Regarding toy models and information-theoretic aspects, some elements that could bridge between formal systems and natural language are:

  • Temporal dependencies and long-range correlations: Natural language exhibits complex temporal structure at multiple scales (e.g. within sentences, across paragraphs, across documents). Toy sequence models with tunable temporal correlations could help us understand how belief states track and compress these dependencies.

  • Compositionality and recursion: Language exhibits rich compositional structure, where smaller units (morphemes, words, phrases) combine in systematic ways to produce complex meanings. Toy generative grammars or rule systems could help us study how belief states navigate these combinatorial spaces.

  • Stochasticity and entropy: Language is inherently stochastic and exhibits varying levels of predictability (e.g. some words are much more predictable from context than others). Toy models with tunable entropy could help us understand how belief states adapt to different levels of predictability and how this impacts the geometry of the feature space.

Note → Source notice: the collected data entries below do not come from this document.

//! Change tracking for incremental saves.
//!
//! Changed neurons are tracked by their `CHANGED` flag; deletions and link
//! changes cannot be, so the brain records them in a [`ChangeLog`].
//! [`Brain::take_changes`](crate::Brain::take_changes) drains both into a
//! [`ChangeSet`] a store can apply on top of its last full save.

use std::collections::{BTreeMap, BTreeSet};

use parking_lot::Mutex;

use crate::id::{LinkKey, NeuronId};
use crate::link::LinkParts;
use crate::neuron::NeuronParts;

#[derive(Debug, Clone, Copy, PartialEq, Eq)]
enum LinkChange {
    Upserted,
    Removed,
}

#[derive(Default)]
struct Pending {
    deleted: BTreeSet<NeuronId>,
    links: BTreeMap<LinkKey, LinkChange>,
}

/// Deletions and link changes since the last drain.
#[derive(Default)]
pub(crate) struct ChangeLog {
    pending: Mutex<Pending>,
}

impl ChangeLog {
    pub(crate) fn neuron_deleted(&self, id: NeuronId) {
        self.pending.lock().deleted.insert(id);
    }

    pub(crate) fn link_upserted(&self, key: LinkKey) {
        self.pending.lock().links.insert(key, LinkChange::Upserted);
    }

    pub(crate) fn link_removed(&self, key: LinkKey) {
        self.pending.lock().links.insert(key, LinkChange::Removed);
    }

    /// Drains the log into (deleted neurons, upserted links, removed links).
    pub(crate) fn drain(&self) -> (Vec<NeuronId>, Vec<LinkKey>, Vec<LinkKey>) {
        let pending = std::mem::take(&mut *self.pending.lock());
        let mut upserted = Vec::new();
        let mut removed = Vec::new();
        for (key, change) in pending.links {
            match change {
                LinkChange::Upserted => upserted.push(key),
                LinkChange::Removed => removed.push(key),
            }
        }
        (pending.deleted.into_iter().collect(), upserted, removed)
    }
}

/// Everything that changed since the previous drain.
#[derive(Debug, Clone, Default, PartialEq)]
pub struct ChangeSet {
    /// Neurons created or modified, in id order.
    pub neurons: Vec<NeuronParts>,
    /// Links created or whose info changed.
    pub links: Vec<LinkParts>,
    pub deleted_neurons: Vec<NeuronId>,
    pub removed_links: Vec<LinkKey>,
    /// The brain's id counter at drain time.
    pub next_id: u64,
}

impl ChangeSet {
    /// Returns true if nothing changed.
    pub fn is_clean(&self) -> bool {
        self.neurons.is_empty()
            && self.links.is_empty()
            && self.deleted_neurons.is_empty()
            && self.removed_links.is_empty()
    }

    /// Total number of records in the set.
    pub fn total(&self) -> usize {
        self.neurons.len() + self.links.len() + self.deleted_neurons.len() + self.removed_links.len()
    }
}
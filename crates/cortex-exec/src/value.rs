//! Instruction results and numeric operands.
//!
//! Every instruction returns an [`Outcome`]. Numeric and boolean
//! instructions return the raw value, which the typed fast paths consume
//! directly; only the generic evaluation path materializes it as a
//! temporary neuron (or the `True`/`False` neuron).

use cortex_core::{NeuronId, Opcode, Payload, Pooled};

use crate::error::InstructionError;

/// Result of one instruction.
#[derive(Debug)]
pub enum Outcome {
    /// No result, the instruction ran for its side effects or failed.
    Empty,
    Neurons(Pooled<NeuronId>),
    Int(i64),
    Double(f64),
    Bool(bool),
}

impl Outcome {
    pub fn number(n: Number) -> Self {
        match n {
            Number::Int(v) => Outcome::Int(v),
            Number::Double(v) => Outcome::Double(v),
        }
    }

    pub fn is_empty(&self) -> bool {
        match self {
            Outcome::Empty => true,
            Outcome::Neurons(list) => list.is_empty(),
            _ => false,
        }
    }
}

/// A number read from a payload or produced by arithmetic.
#[derive(Debug, Clone, Copy, PartialEq)]
pub enum Number {
    Int(i64),
    Double(f64),
}

impl Number {
    pub fn from_payload(payload: &Payload) -> Option<Number> {
        match payload {
            Payload::Int(v) => Some(Number::Int(*v)),
            Payload::Double(v) => Some(Number::Double(*v)),
            _ => None,
        }
    }

    pub fn as_i64(self) -> i64 {
        match self {
            Number::Int(v) => v,
            Number::Double(v) => v as i64,
        }
    }

    pub fn as_f64(self) -> f64 {
        match self {
            Number::Int(v) => v as f64,
            Number::Double(v) => v,
        }
    }

    /// Applies a binary operator, promoting to double when either side is
    /// one. Integer arithmetic is checked.
    pub(crate) fn combine(self, rhs: Number, op: Opcode) -> Result<Number, InstructionError> {
        let overflow = InstructionError::Overflow { op };
        match (self, rhs) {
            (Number::Int(a), Number::Int(b)) => {
                let v = match op {
                    Opcode::Add => a.checked_add(b),
                    Opcode::Subtract => a.checked_sub(b),
                    Opcode::Multiply => a.checked_mul(b),
                    Opcode::Divide | Opcode::Modulus if b == 0 => {
                        return Err(InstructionError::DivideByZero { op })
                    }
                    Opcode::Divide => a.checked_div(b),
                    Opcode::Modulus => a.checked_rem(b),
                    _ => None,
                };
                v.map(Number::Int).ok_or(overflow)
            }
            (a, b) => {
                let (a, b) = (a.as_f64(), b.as_f64());
                let v = match op {
                    Opcode::Add => a + b,
                    Opcode::Subtract => a - b,
                    Opcode::Multiply => a * b,
                    Opcode::Divide | Opcode::Modulus if b == 0.0 => {
                        return Err(InstructionError::DivideByZero { op })
                    }
                    Opcode::Divide => a / b,
                    Opcode::Modulus => a % b,
                    _ => return Err(overflow),
                };
                // Non-finite doubles cannot be stored or persisted.
                if v.is_finite() {
                    Ok(Number::Double(v))
                } else {
                    Err(overflow)
                }
            }
        }
    }

    pub(crate) fn negate(self, op: Opcode) -> Result<Number, InstructionError> {
        match self {
            Number::Int(v) => v.checked_neg().map(Number::Int).ok_or(InstructionError::Overflow { op }),
            Number::Double(v) => Ok(Number::Double(-v)),
        }
    }

    pub(crate) fn compare(self, rhs: Number) -> Option<std::cmp::Ordering> {
        match (self, rhs) {
            (Number::Int(a), Number::Int(b)) => Some(a.cmp(&b)),
            (a, b) => a.as_f64().partial_cmp(&b.as_f64()),
        }
    }
}

#[cfg(test)]
mod tests {
    use super::*;

    #[test]
    fn int_arithmetic_is_checked() {
        assert_eq!(Number::Int(7).combine(Number::Int(2), Opcode::Divide).unwrap(), Number::Int(3));
        assert_eq!(Number::Int(7).combine(Number::Int(2), Opcode::Modulus).unwrap(), Number::Int(1));
        assert!(matches!(
            Number::Int(i64::MAX).combine(Number::Int(1), Opcode::Add),
            Err(InstructionError::Overflow { .. })
        ));
        assert!(matches!(
            Number::Int(1).combine(Number::Int(0), Opcode::Divide),
            Err(InstructionError::DivideByZero { .. })
        ));
        assert!(Number::Int(i64::MIN).negate(Opcode::Negate).is_err());
    }

    #[test]
    fn mixed_operands_promote_to_double() {
        assert_eq!(
            Number::Int(1).combine(Number::Double(0.5), Opcode::Add).unwrap(),
            Number::Double(1.5)
        );
        assert!(Number::Double(1.0).combine(Number::Int(0), Opcode::Divide).is_err());
    }

    #[test]
    fn comparison_across_types() {
        use std::cmp::Ordering;
        assert_eq!(Number::Int(2).compare(Number::Double(2.0)), Some(Ordering::Equal));
        assert_eq!(Number::Int(1).compare(Number::Int(3)), Some(Ordering::Less));
    }
}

  • Hierarchical structure: Language operates at multiple levels of abstraction (e.g. phonology, morphology, syntax, semantics, pragmatics). Toy models with explicit hierarchical structure could illuminate how belief states at different levels interact and compose.

The key idea would be to start with minimally complex toy systems that capture some core information-theoretic property of language, fully characterize the optimal belief states in that system, and then test whether the key signatures (e.g. the topology of the belief state space, the trajectory of dynamics) can be found in real language models trained on natural data.

This could provide a roadmap for building up more and more realistic models while maintaining a principled understanding of the underlying information-theoretic structures. The goal would be to eventually bridge the gap between our understanding of toy systems and the much more complex but often qualitatively similar structures found in real language models.

Of course, this is a highly ambitious research program and there are many challenges to contend with. But I believe this kind of cross-pollination between formal methods like Computational Mechanics and more empirical mech interp work could be very fruitful."

I've seen some convincing arguments that water is not wet.